Oh! what a refuge is folly against philosophy; what a shield is pleasure against persecution! How many have been burned at the stake, who never would have paid that terrible penalty had they learned to waltz! How many have been broken on the wheel, who would have escaped its tortures, had they been cut short in their unpardonable search after truth, by the necessity of dressing for a ball!

EGOISM AND EGOTISM.

EGOISM and egotism-what a difference! The one a vice, the other a weakness of temperament, The one inspires aversion, for it is always unsocial; the other awakens ridicule, for it is frequently absurd. Egoism is in a great degree referable to modern manners, and it is among the drawbacks on civilization. Egotism is of all ages, and more an affair of structure than of convention.
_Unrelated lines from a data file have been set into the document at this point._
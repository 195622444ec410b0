use color_eyre::eyre::{Context, Result};
use proptest::prelude::*;
use std::{
    fs::{read_dir, read_to_string},
    path::Path,
};

use plox::diagnostic::BufferedReporter;
use plox::lexer::{
    formatter::{BasicFormatter, TokenFormatter},
    Lexer, Token, TokenKind,
};

fn check(input: &str, expected: &str, test_name: &str) {
    let mut scanner = Lexer::new(input);
    let formatter = BasicFormatter;
    let mut buffer = String::new();
    loop {
        match scanner.next_token() {
            Ok(token) => {
                buffer.push_str(&formatter.format(&token));
                if matches!(token.kind, TokenKind::Eof) {
                    break;
                }
            }
            Err(error) => {
                buffer.push_str(&formatter.format_lexical_error(&error));
            }
        }
        buffer.push('\n');
    }

    assert_eq!(buffer, expected.trim_end(), "Failed the test {test_name}");
}

#[test]
fn smoke_test() {
    check("", "EOF  null", "smoke");
}

#[test]
fn test_all() -> Result<()> {
    let input_dir = Path::new("./test_data/lexer/in");
    let output_dir = Path::new("./test_data/lexer/out");

    let mut succeeded = true;
    for entry in read_dir(input_dir).context("Failed to open input test data folder")? {
        let entry = entry?;
        let path = entry.path();

        let Some(extension) = path.extension() else {
            continue;
        };

        if extension != "lox" {
            continue;
        }

        let test_name = AsRef::<Path>::as_ref(
            path.file_name()
                .expect("File name can't be none as the path is to a real file."),
        );

        let input = read_to_string(&path).context("Failed to open input test data file")?;

        let expected = {
            let output_file_name = test_name.with_extension("txt");
            let output_path = output_dir.join(output_file_name);
            read_to_string(output_path).context("Failed to open output test data file")?
        };

        let res = std::panic::catch_unwind(|| {
            check(&input, &expected, &test_name.to_string_lossy());
        });
        if res.is_err() {
            succeeded = false;
        }
    }

    assert!(succeeded);
    Ok(())
}

#[test]
fn test_number_with_fraction() {
    check("1.5 2.", "NUMBER 1.5 1.5\nNUMBER 2 2.0\nDOT . null\nEOF  null", "fraction");
}

#[test]
fn test_unterminated_string_reports_start_line() {
    let mut reporter = BufferedReporter::new();
    let (tokens, had_errors) = Lexer::new("print \"abc;\n\n").scan(&mut reporter);

    assert!(had_errors);
    assert_eq!(reporter.into_data(), "[line 1] Error: unterminated string\n");
    assert_eq!(tokens.len(), 2);
    assert!(tokens[1].is_eof());
}

#[test]
fn test_multiline_string_keeps_start_line() {
    let mut reporter = BufferedReporter::new();
    let (tokens, had_errors) = Lexer::new("\"a\nb\"\nx").scan(&mut reporter);

    assert!(!had_errors);
    assert_eq!(tokens[0].kind, TokenKind::StringLiteral);
    assert_eq!(tokens[0].line, 1);
    assert_eq!(tokens[1].kind, TokenKind::Ident);
    assert_eq!(tokens[1].line, 3);
}

#[test]
fn test_unexpected_character_keeps_scanning() {
    let mut reporter = BufferedReporter::new();
    let (tokens, had_errors) = Lexer::new("@ 1\n#").scan(&mut reporter);

    assert!(had_errors);
    assert_eq!(
        reporter.into_data(),
        "[line 1] Error: unexpected character @\n[line 2] Error: unexpected character #\n"
    );
    let kinds: Vec<TokenKind> = tokens.iter().map(|t| t.kind).collect();
    assert_eq!(kinds, vec![TokenKind::NumericLiteral, TokenKind::Eof]);
}

#[test]
fn test_spans_cover_lexemes() {
    let source = "var name = \"text\";";
    let (tokens, _) = Lexer::new(source).scan(&mut BufferedReporter::new());

    for token in tokens.iter() {
        assert_eq!(&source[token.span.range()], token.lexeme.as_str());
    }
    assert_eq!(tokens.last().map(|t| t.span.range()), Some(18..18));
}

#[test]
fn test_eof_repeats() {
    let mut scanner = Lexer::new("x");
    assert_eq!(scanner.next_token().map(|t| t.kind), Ok(TokenKind::Ident));
    assert_eq!(scanner.next_token().map(|t| t.kind), Ok(TokenKind::Eof));
    assert_eq!(scanner.next_token().map(|t| t.kind), Ok(TokenKind::Eof));
}

// Property-based tests

fn symbol_strategy() -> impl Strategy<Value = String> {
    prop_oneof![
        Just("(".to_string()),
        Just(")".to_string()),
        Just("{".to_string()),
        Just("}".to_string()),
        Just(",".to_string()),
        Just(".".to_string()),
        Just("-".to_string()),
        Just("+".to_string()),
        Just(";".to_string()),
        Just("*".to_string()),
        Just("!".to_string()),
        Just("!=".to_string()),
        Just("=".to_string()),
        Just("==".to_string()),
        Just("<".to_string()),
        Just("<=".to_string()),
        Just(">".to_string()),
        Just(">=".to_string()),
        Just("/".to_string()),
    ]
}

fn numeric_literal_strategy() -> impl Strategy<Value = String> {
    prop_oneof![
        "[0-9]+".prop_map(|s| s),          // Integer literals
        "[0-9]+\\.[0-9]+".prop_map(|s| s)  // Decimal literals
    ]
}

fn string_literal_strategy() -> impl Strategy<Value = String> {
    "[^\"]*".prop_map(|s: String| format!("\"{}\"", s))
}

fn identifier_strategy() -> impl Strategy<Value = String> {
    "[a-zA-Z][a-zA-Z0-9_]*".prop_map(|s: String| s)
}

fn keyword_strategy() -> impl Strategy<Value = String> {
    prop_oneof![
        Just("and".to_string()),
        Just("class".to_string()),
        Just("else".to_string()),
        Just("false".to_string()),
        Just("for".to_string()),
        Just("fun".to_string()),
        Just("if".to_string()),
        Just("nil".to_string()),
        Just("or".to_string()),
        Just("print".to_string()),
        Just("return".to_string()),
        Just("super".to_string()),
        Just("this".to_string()),
        Just("true".to_string()),
        Just("var".to_string()),
        Just("while".to_string()),
    ]
}

fn comment_strategy() -> impl Strategy<Value = String> {
    "[^\n]*".prop_map(|s: String| format!("//{}\n", s))
}

fn token_sequence_with_comments_strategy() -> impl Strategy<Value = String> {
    const MIN_TOKEN_COUNT: usize = 1;
    const MAX_TOKEN_COUNT: usize = 100;
    prop::collection::vec(
        prop_oneof![
            symbol_strategy(),
            numeric_literal_strategy(),
            string_literal_strategy(),
            identifier_strategy(),
            keyword_strategy(),
            comment_strategy(),
        ],
        MIN_TOKEN_COUNT..MAX_TOKEN_COUNT,
    )
    .prop_map(|tokens| tokens.join(" "))
}

fn token_sequence_without_comments_strategy() -> impl Strategy<Value = Vec<String>> {
    const MIN_TOKEN_COUNT: usize = 1;
    const MAX_TOKEN_COUNT: usize = 100;
    prop::collection::vec(
        prop_oneof![
            symbol_strategy(),
            numeric_literal_strategy(),
            string_literal_strategy(),
            identifier_strategy(),
            keyword_strategy(),
        ],
        MIN_TOKEN_COUNT..MAX_TOKEN_COUNT,
    )
}

proptest! {
    #[test]
    fn lexer_handles_valid_tokens_without_comments(input in token_sequence_without_comments_strategy()) {
        // Add 1 to include EOF token
        let expected_num_tokens = input.len() + 1;
        let input = input.join(" ");
        let mut scanner = Lexer::new(&input);
        let mut num_tokens = 0;
        loop {
            num_tokens += 1;
            match scanner.next_token() {
                Ok(Token {kind: TokenKind::Eof, ..}) => {
                    break;
                },
                token => {
                    prop_assert!(token.is_ok());
                }
            }
        }
        prop_assert_eq!(num_tokens, expected_num_tokens);
    }

    #[test]
    fn lexer_handles_valid_tokens_with_comments(input in token_sequence_with_comments_strategy()) {
        let mut scanner = Lexer::new(&input);
        loop {
            match scanner.next_token() {
                Ok(Token {kind: TokenKind::Eof, ..}) => {
                    break;
                },
                token => {
                    prop_assert!(token.is_ok());
                }
            }
        }
    }
}

proptest! {
    #[test]
    fn lexer_is_deterministic(input in token_sequence_with_comments_strategy()) {
        let (first, first_errors) = Lexer::new(&input).scan(&mut BufferedReporter::new());
        let (second, second_errors) = Lexer::new(&input).scan(&mut BufferedReporter::new());
        prop_assert_eq!(first_errors, second_errors);
        prop_assert_eq!(first, second);
    }
}
mod error;
pub mod formatter;
mod token;

use crate::diagnostic::{Diagnostic, ErrorReporter};
pub use error::{LexicalError, LexicalErrorKind};
use log::{debug, trace};
pub use token::{Literal, Span, SpanIndex, SpanLength, Token, TokenKind, KEYWORD_HASHMAP};

/// Single-pass scanner over a source string.
///
/// `start` marks the beginning of the lexeme being scanned and `current` the next
/// unread byte. Lines are counted from 1 and advance on every newline, including
/// newlines inside string literals.
#[derive(Debug)]
pub struct Lexer<'src> {
    source: &'src str,
    start: usize,
    current: usize,
    line: u32,
}

impl<'src> Lexer<'src> {
    pub fn new(source: &'src str) -> Self {
        Self {
            source,
            start: 0,
            current: 0,
            line: 1,
        }
    }

    /// Scans the whole source, reporting each lexical error as it is found.
    ///
    /// Returns every token that could be produced, terminated by exactly one EOF token,
    /// and whether any lexical error was reported.
    pub fn scan<R: ErrorReporter>(mut self, reporter: &mut R) -> (Vec<Token>, bool) {
        let mut tokens = Vec::new();
        let mut had_errors = false;
        loop {
            match self.next_token() {
                Ok(token) => {
                    let is_eof = token.is_eof();
                    tokens.push(token);
                    if is_eof {
                        break;
                    }
                }
                Err(error) => {
                    reporter.report(&Diagnostic::from(&error));
                    had_errors = true;
                }
            }
        }
        debug!(
            "Scanned {} tokens over {} lines (errors: {had_errors})",
            tokens.len(),
            self.line
        );
        (tokens, had_errors)
    }

    /// Produces the next token. Once the source is exhausted every call yields EOF.
    pub fn next_token(&mut self) -> Result<Token, LexicalError> {
        loop {
            self.start = self.current;
            let Some(c) = self.advance() else {
                return Ok(self.make_token(TokenKind::Eof, None));
            };

            let kind = match c {
                '(' => TokenKind::LeftParenthesis,
                ')' => TokenKind::RightParenthesis,
                '{' => TokenKind::LeftBrace,
                '}' => TokenKind::RightBrace,
                ',' => TokenKind::Comma,
                '.' => TokenKind::Dot,
                '-' => TokenKind::Minus,
                '+' => TokenKind::Plus,
                ';' => TokenKind::Semicolon,
                '*' => TokenKind::Star,
                '!' => self.either('=', TokenKind::BangEqual, TokenKind::Bang),
                '=' => self.either('=', TokenKind::EqualEqual, TokenKind::Equal),
                '<' => self.either('=', TokenKind::LessThanEqual, TokenKind::LessThan),
                '>' => self.either('=', TokenKind::GreaterThanEqual, TokenKind::GreaterThan),
                '/' => {
                    if self.eat('/') {
                        while self.peek().is_some_and(|c| c != '\n') {
                            self.advance();
                        }
                        continue;
                    }
                    TokenKind::Slash
                }
                '\n' => {
                    self.line += 1;
                    continue;
                }
                ' ' | '\r' | '\t' => continue,
                '"' => return self.lex_string(),
                '0'..='9' => return self.lex_number(),
                'a'..='z' | 'A'..='Z' | '_' => return Ok(self.lex_ident_or_keyword()),
                c => {
                    return Err(LexicalError {
                        kind: LexicalErrorKind::Unrecognized(c),
                        line: self.line,
                        span: self.current_span(),
                    })
                }
            };
            return Ok(self.make_token(kind, None));
        }
    }
}

impl<'src> Lexer<'src> {
    fn peek(&self) -> Option<char> {
        self.source[self.current..].chars().next()
    }

    fn peek_next(&self) -> Option<char> {
        self.source[self.current..].chars().nth(1)
    }

    fn advance(&mut self) -> Option<char> {
        let c = self.peek()?;
        self.current += c.len_utf8();
        Some(c)
    }

    fn eat(&mut self, expected: char) -> bool {
        if self.peek() == Some(expected) {
            self.current += expected.len_utf8();
            true
        } else {
            false
        }
    }

    fn either(&mut self, next: char, matched: TokenKind, otherwise: TokenKind) -> TokenKind {
        if self.eat(next) {
            matched
        } else {
            otherwise
        }
    }

    fn current_span(&self) -> Span {
        Span::new(self.start, self.current)
    }

    fn make_token(&self, kind: TokenKind, literal: Option<Literal>) -> Token {
        let token = Token {
            kind,
            lexeme: self.source[self.start..self.current].into(),
            literal,
            line: self.line,
            span: self.current_span(),
        };
        trace!("{} {:?} on line {}", token.kind, token.lexeme, token.line);
        token
    }

    fn lex_string(&mut self) -> Result<Token, LexicalError> {
        let start_line = self.line;
        while let Some(c) = self.peek() {
            if c == '"' {
                break;
            }
            if c == '\n' {
                self.line += 1;
            }
            self.advance();
        }

        if !self.eat('"') {
            return Err(LexicalError {
                kind: LexicalErrorKind::UnclosedString,
                line: start_line,
                span: self.current_span(),
            });
        }

        let value = &self.source[self.start + 1..self.current - 1];
        let mut token =
            self.make_token(TokenKind::StringLiteral, Some(Literal::String(value.into())));
        // Multi-line strings belong to the line they started on.
        token.line = start_line;
        Ok(token)
    }

    fn lex_number(&mut self) -> Result<Token, LexicalError> {
        while self.peek().is_some_and(|c| c.is_ascii_digit()) {
            self.advance();
        }

        if self.peek() == Some('.') && self.peek_next().is_some_and(|c| c.is_ascii_digit()) {
            self.advance();
            while self.peek().is_some_and(|c| c.is_ascii_digit()) {
                self.advance();
            }
        }

        let lexeme = &self.source[self.start..self.current];
        let value: f64 = lexeme.parse().map_err(|_| LexicalError {
            kind: LexicalErrorKind::MalformedNumber,
            line: self.line,
            span: self.current_span(),
        })?;
        Ok(self.make_token(TokenKind::NumericLiteral, Some(Literal::Number(value))))
    }

    fn lex_ident_or_keyword(&mut self) -> Token {
        while self
            .peek()
            .is_some_and(|c| c.is_ascii_alphanumeric() || c == '_')
        {
            self.advance();
        }

        let lexeme = &self.source[self.start..self.current];
        let kind = KEYWORD_HASHMAP
            .get(lexeme)
            .copied()
            .unwrap_or(TokenKind::Ident);
        self.make_token(kind, None)
    }
}
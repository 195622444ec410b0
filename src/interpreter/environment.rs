use super::{
    error::{RuntimeError, RuntimeErrorKind},
    value::LoxValue,
};
use crate::lexer::Token;
use compact_str::CompactString;
use std::collections::HashMap;

/// The single flat namespace of an interpreter. There is no enclosing scope.
#[derive(Debug, Default)]
pub struct Environment {
    values: HashMap<CompactString, LoxValue>,
}

impl Environment {
    pub fn new() -> Self {
        Self::default()
    }

    /// Binds `name`, overwriting any previous binding.
    pub fn define(&mut self, name: &str, value: LoxValue) {
        self.values.insert(name.into(), value);
    }

    pub fn get(&self, name: &Token) -> Result<LoxValue, RuntimeError> {
        self.values
            .get(name.lexeme.as_str())
            .cloned()
            .ok_or_else(|| Self::undefined(name))
    }

    pub fn assign(&mut self, name: &Token, value: LoxValue) -> Result<(), RuntimeError> {
        match self.values.get_mut(name.lexeme.as_str()) {
            Some(slot) => {
                *slot = value;
                Ok(())
            }
            None => Err(Self::undefined(name)),
        }
    }

    pub fn contains(&self, name: &str) -> bool {
        self.values.contains_key(name)
    }

    fn undefined(name: &Token) -> RuntimeError {
        RuntimeError {
            kind: RuntimeErrorKind::UndefinedVariable(name.lexeme.clone()),
            token: name.clone(),
        }
    }
}
pub mod diagnostic;
pub mod interpreter;
pub mod lexer;
pub mod parser;
pub mod session;
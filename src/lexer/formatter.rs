use super::{LexicalError, Token};
use crate::diagnostic::Diagnostic;

/// Interface for creating new token formatters.
pub trait TokenFormatter {
    /// Formats a token into a string.
    fn format(&self, token: &Token) -> String;
    /// Formats a lexer error into a string.
    fn format_lexical_error(&self, error: &LexicalError) -> String;
}

/// `<KIND> <lexeme> <literal>` with `null` standing in for tokens without a literal.
pub struct BasicFormatter;

impl TokenFormatter for BasicFormatter {
    fn format(&self, token: &Token) -> String {
        match token.literal {
            Some(ref literal) => format!("{} {} {literal}", token.kind, token.lexeme),
            None => format!("{} {} null", token.kind, token.lexeme),
        }
    }

    fn format_lexical_error(&self, error: &LexicalError) -> String {
        Diagnostic::from(error).to_string()
    }
}

pub struct DebugFormatter;

impl TokenFormatter for DebugFormatter {
    fn format(&self, token: &Token) -> String {
        format!("{token:?}")
    }

    fn format_lexical_error(&self, error: &LexicalError) -> String {
        format!("{error:?}")
    }
}
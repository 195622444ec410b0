mod span;

use compact_str::CompactString;
pub use span::{Span, SpanIndex, SpanLength};
use std::collections::HashMap;
use std::fmt::Display;
use std::sync::LazyLock;

/// The hashmap for keywords
pub static KEYWORD_HASHMAP: LazyLock<HashMap<&'static str, TokenKind>> = LazyLock::new(|| {
    let mut map = HashMap::new();
    map.insert("and", TokenKind::KeywordAnd);
    map.insert("class", TokenKind::KeywordClass);
    map.insert("else", TokenKind::KeywordElse);
    map.insert("false", TokenKind::KeywordFalse);
    map.insert("for", TokenKind::KeywordFor);
    map.insert("fun", TokenKind::KeywordFun);
    map.insert("if", TokenKind::KeywordIf);
    map.insert("nil", TokenKind::KeywordNil);
    map.insert("or", TokenKind::KeywordOr);
    map.insert("print", TokenKind::KeywordPrint);
    map.insert("return", TokenKind::KeywordReturn);
    map.insert("super", TokenKind::KeywordSuper);
    map.insert("this", TokenKind::KeywordThis);
    map.insert("true", TokenKind::KeywordTrue);
    map.insert("var", TokenKind::KeywordVar);
    map.insert("while", TokenKind::KeywordWhile);
    map
});

#[derive(Debug, Copy, Clone, PartialEq, Eq, Hash)]
pub enum TokenKind {
    // Parentheses
    LeftParenthesis,
    RightParenthesis,
    // Braces
    LeftBrace,
    RightBrace,
    // Miscellaneous
    Comma,
    Dot,
    Minus,
    Plus,
    Semicolon,
    Star,
    // Operators
    Bang,
    BangEqual,
    Equal,
    EqualEqual,
    LessThan,
    LessThanEqual,
    GreaterThan,
    GreaterThanEqual,
    Slash,

    // Literals
    NumericLiteral,
    StringLiteral,
    Ident,

    // Keywords
    KeywordAnd,
    KeywordClass,
    KeywordElse,
    KeywordFalse,
    KeywordFor,
    KeywordFun,
    KeywordIf,
    KeywordNil,
    KeywordOr,
    KeywordPrint,
    KeywordReturn,
    KeywordSuper,
    KeywordThis,
    KeywordTrue,
    KeywordVar,
    KeywordWhile,

    // End of file.
    Eof,
}

impl TokenKind {
    /// Kinds that open a new statement, used as resynchronization points after a parse error.
    pub fn starts_statement(&self) -> bool {
        matches!(
            self,
            TokenKind::KeywordClass
                | TokenKind::KeywordFun
                | TokenKind::KeywordVar
                | TokenKind::KeywordFor
                | TokenKind::KeywordIf
                | TokenKind::KeywordWhile
                | TokenKind::KeywordPrint
                | TokenKind::KeywordReturn
        )
    }
}

impl Display for TokenKind {
    fn fmt(&self, f: &mut std::fmt::Formatter<'_>) -> std::fmt::Result {
        let name = match self {
            TokenKind::LeftParenthesis => "LEFT_PAREN",
            TokenKind::RightParenthesis => "RIGHT_PAREN",
            TokenKind::LeftBrace => "LEFT_BRACE",
            TokenKind::RightBrace => "RIGHT_BRACE",
            TokenKind::Comma => "COMMA",
            TokenKind::Dot => "DOT",
            TokenKind::Minus => "MINUS",
            TokenKind::Plus => "PLUS",
            TokenKind::Semicolon => "SEMICOLON",
            TokenKind::Star => "STAR",
            TokenKind::Bang => "BANG",
            TokenKind::BangEqual => "BANG_EQUAL",
            TokenKind::Equal => "EQUAL",
            TokenKind::EqualEqual => "EQUAL_EQUAL",
            TokenKind::LessThan => "LESS",
            TokenKind::LessThanEqual => "LESS_EQUAL",
            TokenKind::GreaterThan => "GREATER",
            TokenKind::GreaterThanEqual => "GREATER_EQUAL",
            TokenKind::Slash => "SLASH",
            TokenKind::NumericLiteral => "NUMBER",
            TokenKind::StringLiteral => "STRING",
            TokenKind::Ident => "IDENTIFIER",
            TokenKind::KeywordAnd => "AND",
            TokenKind::KeywordClass => "CLASS",
            TokenKind::KeywordElse => "ELSE",
            TokenKind::KeywordFalse => "FALSE",
            TokenKind::KeywordFor => "FOR",
            TokenKind::KeywordFun => "FUN",
            TokenKind::KeywordIf => "IF",
            TokenKind::KeywordNil => "NIL",
            TokenKind::KeywordOr => "OR",
            TokenKind::KeywordPrint => "PRINT",
            TokenKind::KeywordReturn => "RETURN",
            TokenKind::KeywordSuper => "SUPER",
            TokenKind::KeywordThis => "THIS",
            TokenKind::KeywordTrue => "TRUE",
            TokenKind::KeywordVar => "VAR",
            TokenKind::KeywordWhile => "WHILE",
            TokenKind::Eof => "EOF",
        };
        write!(f, "{name}")
    }
}

/// Value carried by number and string tokens.
#[derive(Debug, Clone, PartialEq)]
pub enum Literal {
    Number(f64),
    String(CompactString),
}

impl Display for Literal {
    fn fmt(&self, f: &mut std::fmt::Formatter<'_>) -> std::fmt::Result {
        match self {
            Literal::Number(v) => write!(f, "{v:?}"),
            Literal::String(v) => write!(f, "{v}"),
        }
    }
}

#[derive(Debug, Clone, PartialEq)]
pub struct Token {
    pub kind: TokenKind,
    pub lexeme: CompactString,
    pub literal: Option<Literal>,
    pub line: u32,
    pub span: Span,
}

impl Token {
    pub fn is_eof(&self) -> bool {
        matches!(self.kind, TokenKind::Eof)
    }
}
The egotist must be a very vain man, but he may be a gifted, and generally is an amiable one. If he had many serious defects to hide, he would not so frankly give himself up to public inspection. The pains he takes to canvass for public suffrage is a proof that he values opinion; but the worst of it is, that the egotist entrenches on the self-importance of others that irremissible sin in society, where every

man is his own hero, whatever he may be to his valet de chambre.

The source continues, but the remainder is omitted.